_What the task asks:_ Somewhere below is a line with "the first segmentation." and, later, a line with "self.reporter = reporter;"; repeat those two lines and all the lines between them, exactly as they are.

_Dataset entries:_
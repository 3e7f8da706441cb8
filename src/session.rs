//! Editing session: the current preview and the operations that replace it
//!
//! A [`SessionManager`] owns the decoded input, the chosen background, the
//! current tone parameters and the single preview slot. Every producing
//! operation computes its result first and only then replaces the preview, so
//! a failed operation leaves the session exactly as it was.

use crate::{
    compositor::Compositor,
    config::{PipelineSource, SessionConfig},
    error::{CompositeError, Result},
    segmenter::{ModelSegmenter, Segmenter},
    services::{
        DisplayProjector, ImageIOService, NoOpProgressReporter, ProcessingStage, ProgressReporter,
        ProgressTracker,
    },
    tone::{SliderPositions, ToneAdjuster, ToneParameters},
    types::{OperationReport, RasterImage},
};
use instant::Instant;
use log::{debug, info};
use std::path::{Path, PathBuf};
use tracing::instrument;

/// Paths chosen by the user plus the current preview
#[derive(Debug, Clone, Default, PartialEq)]
pub struct SessionState {
    pub input_path: Option<PathBuf>,
    pub background_path: Option<PathBuf>,
    pub preview: Option<RasterImage>,
}

/// Where the session is in its lifecycle
#[derive(Debug, Clone, Copy, PartialEq, Eq)]
pub enum SessionPhase {
    /// Nothing loaded
    Empty,
    /// Input decoded; the preview shows it under the current tone
    HasInput,
    /// Preview produced by tone adjustment, segmentation or `set_preview`
    HasPreview,
    /// Preview is a composite over the chosen background
    Composited,
}

/// What produced the current preview
#[derive(Debug, Clone, Copy, PartialEq, Eq)]
enum PreviewOrigin {
    Load,
    Produced,
    Composite,
}

/// Drives the compositing pipeline for one input image
pub struct SessionManager {
    config: SessionConfig,
    state: SessionState,
    input: Option<RasterImage>,
    background: Option<RasterImage>,
    tone: ToneParameters,
    origin: PreviewOrigin,
    segmenter: Box<dyn Segmenter>,
    compositor: Compositor,
    reporter: Box<dyn ProgressReporter>,
    last_report: Option<OperationReport>,
}

impl std::fmt::Debug for SessionManager {
    fn fmt(&self, f: &mut std::fmt::Formatter<'_>) -> std::fmt::Result {
        f.debug_struct("SessionManager")
            .field("phase", &self.phase())
            .field("input_path", &self.state.input_path)
            .field("background_path", &self.state.background_path)
            .field("tone", &self.tone)
            .field("pipeline_source", &self.config.pipeline_source)
            .finish_non_exhaustive()
    }
}

impl SessionManager {
    /// Create a session that segments with the configured ONNX model
    ///
    /// The model is loaded lazily on the first segmentation.
    ///
    /// # Errors
    /// Returns `CompositeError::InvalidConfig` if the configuration fails validation.
    pub fn new(config: SessionConfig) -> Result<Self> {
        let segmenter = ModelSegmenter::new(config.clone());
        Self::with_segmenter(config, Box::new(segmenter))
    }

    /// Create a session with a caller-provided segmenter
    ///
    /// # Errors
    /// Returns `CompositeError::InvalidConfig` if the configuration fails validation.
    pub fn with_segmenter(config: SessionConfig, segmenter: Box<dyn Segmenter>) -> Result<Self> {
        config.validate()?;
        Ok(Self {
            compositor: Compositor::new(config.resize_filter),
            config,
            state: SessionState::default(),
            input: None,
            background: None,
            tone: ToneParameters::IDENTITY,
            origin: PreviewOrigin::Load,
            segmenter,
            reporter: Box::new(NoOpProgressReporter),
            last_report: None,
        })
    }

    /// Send progress for every operation to `reporter`
    #[must_use]
    pub fn with_reporter(mut self, reporter: Box<dyn ProgressReporter>) -> Self {
        self.reporter = reporter;
        self
    }

    #[must_use]
    pub fn config(&self) -> &SessionConfig {
        &self.config
    }

    #[must_use]
    pub fn state(&self) -> &SessionState {
        &self.state
    }

    #[must_use]
    pub fn phase(&self) -> SessionPhase {
        match (&self.input, &self.state.preview, self.origin) {
            (None, None, _) => SessionPhase::Empty,
            (Some(_), None, _) | (Some(_), Some(_), PreviewOrigin::Load) => SessionPhase::HasInput,
            (_, Some(_), PreviewOrigin::Composite) => SessionPhase::Composited,
            (_, Some(_), _) => SessionPhase::HasPreview,
        }
    }

    /// Current tone parameters
    #[must_use]
    pub fn tone(&self) -> ToneParameters {
        self.tone
    }

    /// The decoded input exactly as loaded
    #[must_use]
    pub fn input_image(&self) -> Option<&RasterImage> {
        self.input.as_ref()
    }

    #[must_use]
    pub fn get_preview(&self) -> Option<&RasterImage> {
        self.state.preview.as_ref()
    }

    /// Report of the most recent successful producing operation
    #[must_use]
    pub fn last_report(&self) -> Option<&OperationReport> {
        self.last_report.as_ref()
    }

    /// Load the input image and record its path
    ///
    /// The preview becomes the new input under the current tone parameters,
    /// replacing anything produced from a previous input.
    ///
    /// # Errors
    /// - `CompositeError::Io` if the file is missing or unreadable
    /// - `CompositeError::Format` if it cannot be decoded
    #[instrument(skip(self, path), fields(path = %path.as_ref().display()))]
    pub fn set_input<P: AsRef<Path>>(&mut self, path: P) -> Result<()> {
        let path = path.as_ref();
        let mut tracker = ProgressTracker::new(self.reporter.as_ref());
        tracker.report_stage(ProcessingStage::Loading);

        let image = ImageIOService::load_image(path)
            .inspect_err(|e| tracker.report_error(&e.to_string()))?;
        info!(
            "Loaded input {} ({}x{})",
            path.display(),
            image.width(),
            image.height()
        );

        let preview = ToneAdjuster::adjust(&image, &self.tone);
        self.input = Some(image);
        self.state.input_path = Some(path.to_path_buf());
        self.state.preview = Some(preview);
        self.origin = PreviewOrigin::Load;
        Ok(())
    }

    /// Load the replacement background and record its path
    ///
    /// # Errors
    /// - `CompositeError::Io` if the file is missing or unreadable
    /// - `CompositeError::Format` if it cannot be decoded
    #[instrument(skip(self, path), fields(path = %path.as_ref().display()))]
    pub fn set_background<P: AsRef<Path>>(&mut self, path: P) -> Result<()> {
        let path = path.as_ref();
        let mut tracker = ProgressTracker::new(self.reporter.as_ref());
        tracker.report_stage(ProcessingStage::Loading);

        let image = ImageIOService::load_image(path)
            .inspect_err(|e| tracker.report_error(&e.to_string()))?;
        info!(
            "Loaded background {} ({}x{})",
            path.display(),
            image.width(),
            image.height()
        );

        self.background = Some(image);
        self.state.background_path = Some(path.to_path_buf());
        Ok(())
    }

    /// Replace the preview with an externally produced image
    pub fn set_preview(&mut self, image: RasterImage) {
        self.state.preview = Some(image);
        self.origin = PreviewOrigin::Produced;
    }

    /// Restore identity tone parameters
    ///
    /// The preview and both paths are left untouched.
    pub fn reset(&mut self) {
        debug!("Resetting tone parameters to identity");
        self.tone = ToneParameters::IDENTITY;
    }

    /// Tone-adjust the original input and make it the preview
    ///
    /// Parameters are clamped to their valid ranges and become the session's
    /// current tone.
    ///
    /// # Errors
    /// Returns `CompositeError::InputMissing` if no input has been loaded.
    #[instrument(skip(self))]
    pub fn adjust_tone(&mut self, params: ToneParameters) -> Result<&RasterImage> {
        let start = Instant::now();
        let mut tracker = ProgressTracker::new(self.reporter.as_ref());
        tracker.report_stage(ProcessingStage::ToneAdjustment);

        let input = self
            .input
            .as_ref()
            .ok_or_else(|| CompositeError::input_missing("adjust tone"))
            .inspect_err(|e| tracker.report_error(&e.to_string()))?;

        let params = params.clamped();
        let adjusted = ToneAdjuster::adjust(input, &params);

        let report = OperationReport::new("adjust_tone", &adjusted, elapsed_ms(start));
        tracker.report_stage(ProcessingStage::Completed);
        tracker.report_completion(&report);

        self.tone = params;
        self.origin = PreviewOrigin::Produced;
        self.last_report = Some(report);
        Ok(self.state.preview.insert(adjusted))
    }

    /// Map slider positions to tone parameters and apply them
    ///
    /// # Errors
    /// Returns `CompositeError::InputMissing` if no input has been loaded.
    pub fn apply_sliders(&mut self, positions: SliderPositions) -> Result<&RasterImage> {
        self.adjust_tone(positions.to_parameters())
    }

    /// Segment the pipeline source and make the cutout the preview
    ///
    /// # Errors
    /// - `CompositeError::InputMissing` if the pipeline source is not available
    /// - `CompositeError::Segmentation` if the model fails
    #[instrument(skip(self))]
    pub fn remove_background(&mut self) -> Result<&RasterImage> {
        let start = Instant::now();
        let mut tracker = ProgressTracker::new(self.reporter.as_ref());

        let source = self
            .pipeline_input("remove background")
            .inspect_err(|e| tracker.report_error(&e.to_string()))?;

        tracker.report_stage(ProcessingStage::Segmentation);
        let cutout = segment_checked(self.segmenter.as_mut(), &source)
            .inspect_err(|e| tracker.report_error(&e.to_string()))?;

        let report = OperationReport::new("remove_background", &cutout, elapsed_ms(start));
        tracker.report_stage(ProcessingStage::Completed);
        tracker.report_completion(&report);

        self.origin = PreviewOrigin::Produced;
        self.last_report = Some(report);
        Ok(self.state.preview.insert(cutout))
    }

    /// Segment the pipeline source and composite it over the background
    ///
    /// Uses the configured overlay alpha and resampling filter.
    ///
    /// # Errors
    /// - `CompositeError::InputMissing` if no input has been loaded
    /// - `CompositeError::BackgroundMissing` if no background has been loaded
    /// - `CompositeError::Segmentation` if the model fails
    /// - `CompositeError::Dimension` if either image has zero area
    #[instrument(skip(self))]
    pub fn replace_background(&mut self) -> Result<&RasterImage> {
        let start = Instant::now();
        let mut tracker = ProgressTracker::new(self.reporter.as_ref());

        if self.input.is_none() {
            let err = CompositeError::input_missing("replace background");
            tracker.report_error(&err.to_string());
            return Err(err);
        }
        let background = self
            .background
            .as_ref()
            .ok_or_else(|| CompositeError::background_missing("replace background"))
            .inspect_err(|e| tracker.report_error(&e.to_string()))?;

        let source = self
            .pipeline_input("replace background")
            .inspect_err(|e| tracker.report_error(&e.to_string()))?;

        tracker.report_stage(ProcessingStage::Segmentation);
        let foreground = segment_checked(self.segmenter.as_mut(), &source)
            .inspect_err(|e| tracker.report_error(&e.to_string()))?;

        tracker.report_stage(ProcessingStage::Compositing);
        let blended = self
            .compositor
            .composite(&foreground, background, self.config.overlay_alpha)
            .inspect_err(|e| tracker.report_error(&e.to_string()))?;

        let report = OperationReport::new("replace_background", &blended, elapsed_ms(start));
        tracker.report_stage(ProcessingStage::Completed);
        tracker.report_completion(&report);

        self.origin = PreviewOrigin::Composite;
        self.last_report = Some(report);
        Ok(self.state.preview.insert(blended))
    }

    /// Write the preview as a 3-channel PNG
    ///
    /// # Errors
    /// - `CompositeError::InputMissing` if there is no preview
    /// - `CompositeError::Io` or `CompositeError::Image` if writing fails
    #[instrument(skip(self, path), fields(path = %path.as_ref().display()))]
    pub fn save_preview<P: AsRef<Path>>(&self, path: P) -> Result<()> {
        let mut tracker = ProgressTracker::new(self.reporter.as_ref());
        tracker.report_stage(ProcessingStage::Saving);

        let preview = self
            .state
            .preview
            .as_ref()
            .ok_or_else(|| CompositeError::input_missing("save preview"))
            .inspect_err(|e| tracker.report_error(&e.to_string()))?;

        ImageIOService::save_png(preview, path.as_ref())
            .inspect_err(|e| tracker.report_error(&e.to_string()))?;
        info!("Saved preview to {}", path.as_ref().display());
        Ok(())
    }

    /// Scaled copy of the preview that fits in `max_width` x `max_height`
    ///
    /// The projection is for display only and never becomes session state.
    ///
    /// # Errors
    /// - `CompositeError::InputMissing` if there is no preview
    /// - `CompositeError::Dimension` if the box has zero area
    pub fn display_projection(&self, max_width: u32, max_height: u32) -> Result<RasterImage> {
        let preview = self
            .state
            .preview
            .as_ref()
            .ok_or_else(|| CompositeError::input_missing("display preview"))?;
        DisplayProjector::project(preview, max_width, max_height)
    }

    /// Image that segmentation reads, per the configured pipeline source
    fn pipeline_input(&self, operation: &str) -> Result<RasterImage> {
        match self.config.pipeline_source {
            PipelineSource::Original => self.input.clone(),
            PipelineSource::Toned => self
                .input
                .as_ref()
                .map(|input| ToneAdjuster::adjust(input, &self.tone)),
            PipelineSource::Preview => self.state.preview.clone(),
        }
        .ok_or_else(|| CompositeError::input_missing(operation.to_string()))
    }
}

/// Run the segmenter and hold it to its same-size RGBA contract
fn segment_checked(segmenter: &mut dyn Segmenter, source: &RasterImage) -> Result<RasterImage> {
    let cutout = segmenter.segment(source)?;
    if cutout.dimensions() != source.dimensions() {
        return Err(CompositeError::segmentation(format!(
            "segmenter returned {}x{} for a {}x{} input",
            cutout.width(),
            cutout.height(),
            source.width(),
            source.height()
        )));
    }
    if cutout.has_alpha() {
        Ok(cutout)
    } else {
        cutout.to_rgba()
    }
}

fn elapsed_ms(start: Instant) -> u64 {
    u64::try_from(start.elapsed().as_millis()).unwrap_or(u64::MAX)
}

_Task output:_
    /// The model is loaded lazily on the first segmentation.
    ///
    /// # Errors
    /// Returns `CompositeError::InvalidConfig` if the configuration fails validation.
    pub fn new(config: SessionConfig) -> Result<Self> {
        let segmenter = ModelSegmenter::new(config.clone());
        Self::with_segmenter(config, Box::new(segmenter))
    }

    /// Create a session with a caller-provided segmenter
    ///
    /// # Errors
    /// Returns `CompositeError::InvalidConfig` if the configuration fails validation.
    pub fn with_segmenter(config: SessionConfig, segmenter: Box<dyn Segmenter>) -> Result<Self> {
        config.validate()?;
        Ok(Self {
            compositor: Compositor::new(config.resize_filter),
            config,
            state: SessionState::default(),
            input: None,
            background: None,
            tone: ToneParameters::IDENTITY,
            origin: PreviewOrigin::Load,
            segmenter,
            reporter: Box::new(NoOpProgressReporter),
            last_report: None,
        })
    }

    /// Send progress for every operation to `reporter`
    #[must_use]
    pub fn with_reporter(mut self, reporter: Box<dyn ProgressReporter>) -> Self {
        self.reporter = reporter;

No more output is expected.